REQUIRED ACTION
From the listing below, retype exactly the line holding "use crate::proto::frame::Frame;", the line holding "pub struct MultiplexedConnection", and the lines between them; skip everything else.

+-------+

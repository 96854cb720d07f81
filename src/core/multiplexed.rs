use std::fmt;
use std::sync::Arc;

use tokio::io::{AsyncRead, AsyncWrite};
use tokio::sync::{mpsc, oneshot, watch, Mutex};
use tracing::{debug, error};

use super::adapter::EventAdapter;
use super::connection::{Connection, ConnectionReader, ConnectionWriter};
use crate::proto::error::{Error, Result};
use crate::proto::frame::Frame;

type Responder = oneshot::Sender<Result<Vec<Frame>>>;

/// A batch of frames written together; one reply is expected per frame.
struct Request {
    frames: Vec<Frame>,
    response_tx: Responder,
}

/// A handle to a multiplexed node connection.
///
/// Cheap to clone. Requests from any number of tasks are written in
/// arrival order and their replies matched back in the same order.
#[derive(Clone)]
pub struct MultiplexedConnection {
    sender: mpsc::Sender<Request>,
    shutdown: Arc<watch::Sender<bool>>,
    finished: Arc<Mutex<mpsc::Receiver<()>>>,
}

impl MultiplexedConnection {
    /// Creates a new multiplexed connection whose I/O tasks run on `adapter`.
    ///
    /// # Arguments
    ///
    /// * `connection` - The underlying connection to multiplex.
    /// * `queue_size` - The maximum number of pending requests.
    /// * `adapter` - Event loop that runs the reader and writer.
    pub fn new<S>(connection: Connection<S>, queue_size: usize, adapter: &dyn EventAdapter) -> Self
    where
        S: AsyncRead + AsyncWrite + Unpin + Send + 'static,
    {
        let (reader, writer) = connection.split();
        let (request_tx, request_rx) = mpsc::channel(queue_size);
        let (waiter_tx, waiter_rx) = mpsc::channel(queue_size);
        let (shutdown_tx, shutdown_rx) = watch::channel(false);
        let (alive_tx, alive_rx) = mpsc::channel::<()>(1);

        let writer_alive = alive_tx.clone();
        let writer_shutdown = shutdown_rx.clone();
        adapter.spawn(Box::pin(async move {
            run_writer(writer, request_rx, waiter_tx, writer_shutdown).await;
            drop(writer_alive);
        }));

        adapter.spawn(Box::pin(async move {
            run_reader(reader, waiter_rx, shutdown_rx).await;
            drop(alive_tx);
        }));

        Self {
            sender: request_tx,
            shutdown: Arc::new(shutdown_tx),
            finished: Arc::new(Mutex::new(alive_rx)),
        }
    }

    /// Sends a single command and awaits its reply.
    pub async fn send_command(&self, frame: Frame) -> Result<Frame> {
        self.send_pipeline(vec![frame])
            .await?
            .pop()
            .ok_or(Error::Closed)
    }

    /// Writes `frames` back to back and awaits one reply per frame.
    pub async fn send_pipeline(&self, frames: Vec<Frame>) -> Result<Vec<Frame>> {
        let (response_tx, response_rx) = oneshot::channel();
        self.sender
            .send(Request {
                frames,
                response_tx,
            })
            .await
            .map_err(|_| Error::Closed)?;
        response_rx.await.map_err(|_| Error::Closed)?
    }

    /// Returns true once the connection can no longer carry requests.
    pub fn is_closed(&self) -> bool {
        self.sender.is_closed() || *self.shutdown.borrow()
    }

    /// Stops both I/O tasks; outstanding requests fail with [`Error::Closed`].
    pub fn close(&self) {
        self.shutdown.send_replace(true);
    }

    /// Resolves once both I/O tasks have exited.
    pub async fn closed(&self) {
        let mut finished = self.finished.lock().await;
        while finished.recv().await.is_some() {}
    }
}

impl fmt::Debug for MultiplexedConnection {
    fn fmt(&self, f: &mut fmt::Formatter<'_>) -> fmt::Result {
        f.debug_struct("MultiplexedConnection")
            .field("closed", &self.is_closed())
            .finish()
    }
}

async fn run_writer<S>(
    mut writer: ConnectionWriter<S>,
    mut request_rx: mpsc::Receiver<Request>,
    waiter_tx: mpsc::Sender<(usize, Responder)>,
    mut shutdown: watch::Receiver<bool>,
) where
    S: AsyncRead + AsyncWrite + Unpin,
{
    loop {
        let req = tokio::select! {
            req = request_rx.recv() => match req {
                Some(req) => req,
                None => break,
            },
            _ = shutdown.wait_for(|closed| *closed) => break,
        };
        debug!(frames = req.frames.len(), "sending frames");
        if let Err(e) = writer.write_frames(&req.frames).await {
            error!(error = %e, "failed to write frames");
            let _ = req.response_tx.send(Err(e));
            break;
        }
        if let Err(mpsc::error::SendError((_, tx))) =
            waiter_tx.send((req.frames.len(), req.response_tx)).await
        {
            let _ = tx.send(Err(Error::Closed));
            break;
        }
    }
    request_rx.close();
    while let Ok(req) = request_rx.try_recv() {
        let _ = req.response_tx.send(Err(Error::Closed));
    }
    writer.shutdown().await;
}

async fn run_reader<S>(
    mut reader: ConnectionReader<S>,
    mut waiter_rx: mpsc::Receiver<(usize, Responder)>,
    mut shutdown: watch::Receiver<bool>,
) where
    S: AsyncRead + AsyncWrite + Unpin,
{
    loop {
        let (count, tx) = tokio::select! {
            waiter = waiter_rx.recv() => match waiter {
                Some(waiter) => waiter,
                None => return,
            },
            _ = shutdown.wait_for(|closed| *closed) => break,
        };

        let read = async {
            let mut replies = Vec::new();
            replies
                .try_reserve_exact(count)
                .map_err(|_| Error::OutOfMemory)?;
            for _ in 0..count {
                replies.push(reader.read_frame().await?);
            }
            Ok::<_, Error>(replies)
        };
        let result = tokio::select! {
            result = read => result,
            _ = shutdown.wait_for(|closed| *closed) => Err(Error::Closed),
        };

        match result {
            Ok(replies) => {
                debug!(replies = replies.len(), "received frames");
                let _ = tx.send(Ok(replies));
            }
            Err(e) => {
                error!(error = %e, "failed to read frames");
                let _ = tx.send(Err(e));
                break;
            }
        }
    }
    waiter_rx.close();
    while let Ok((_, tx)) = waiter_rx.try_recv() {
        let _ = tx.send(Err(Error::Closed));
    }
}

#[cfg(test)]
mod tests {
    use super::*;
    use crate::core::adapter::TokioAdapter;

    fn echo_server(stream: tokio::io::DuplexStream) {
        tokio::spawn(async move {
            let mut conn = Connection::new(stream);
            while let Ok(frame) = conn.read_frame().await {
                let reply = match frame {
                    Frame::Array(mut args) => args.pop().unwrap_or(Frame::Null),
                    other => other,
                };
                if conn.write_frame(&reply).await.is_err() {
                    return;
                }
            }
        });
    }

    #[tokio::test]
    async fn test_pipeline_replies_in_order() {
        let (client, server) = tokio::io::duplex(4096);
        echo_server(server);
        let adapter = TokioAdapter::current().unwrap();
        let conn = MultiplexedConnection::new(Connection::new(client), 16, &adapter);

        let replies = conn
            .send_pipeline(vec![
                Frame::Array(vec![Frame::bulk("ECHO"), Frame::bulk("a")]),
                Frame::Array(vec![Frame::bulk("ECHO"), Frame::bulk("b")]),
            ])
            .await
            .unwrap();
        assert_eq!(replies, vec![Frame::bulk("a"), Frame::bulk("b")]);
    }

    #[tokio::test]
    async fn test_concurrent_senders() {
        let (client, server) = tokio::io::duplex(64 * 1024);
        echo_server(server);
        let adapter = TokioAdapter::current().unwrap();
        let conn = MultiplexedConnection::new(Connection::new(client), 256, &adapter);

        let mut handles = Vec::new();
        for i in 0..100 {
            let conn = conn.clone();
            handles.push(tokio::spawn(async move {
                let reply = conn
                    .send_command(Frame::Array(vec![
                        Frame::bulk("ECHO"),
                        Frame::bulk(i.to_string()),
                    ]))
                    .await
                    .unwrap();
                assert_eq!(reply, Frame::bulk(i.to_string()));
            }));
        }
        for handle in handles {
            handle.await.unwrap();
        }
    }

    #[tokio::test]
    async fn test_close_fails_pending_and_finishes() {
        let (client, _server) = tokio::io::duplex(1024);
        let adapter = TokioAdapter::current().unwrap();
        let conn = MultiplexedConnection::new(Connection::new(client), 16, &adapter);

        let pending = {
            let conn = conn.clone();
            tokio::spawn(async move { conn.send_command(Frame::Array(vec![Frame::bulk("PING")])).await })
        };
        tokio::task::yield_now().await;
        conn.close();
        assert!(matches!(pending.await.unwrap(), Err(Error::Closed)));
        conn.closed().await;
        assert!(conn.is_closed());
    }

    #[tokio::test]
    async fn test_peer_close_fails_request() {
        let (client, server) = tokio::io::duplex(1024);
        drop(server);
        let adapter = TokioAdapter::current().unwrap();
        let conn = MultiplexedConnection::new(Connection::new(client), 16, &adapter);
        assert!(conn
            .send_command(Frame::Array(vec![Frame::bulk("PING")]))
            .await
            .is_err());
    }
}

+-------+

ANSWER SECTION
use crate::proto::frame::Frame;

type Responder = oneshot::Sender<Result<Vec<Frame>>>;

/// A batch of frames written together; one reply is expected per frame.
struct Request {
    frames: Vec<Frame>,
    response_tx: Responder,
}

/// A handle to a multiplexed node connection.
///
/// Cheap to clone. Requests from any number of tasks are written in
/// arrival order and their replies matched back in the same order.
#[derive(Clone)]
pub struct MultiplexedConnection {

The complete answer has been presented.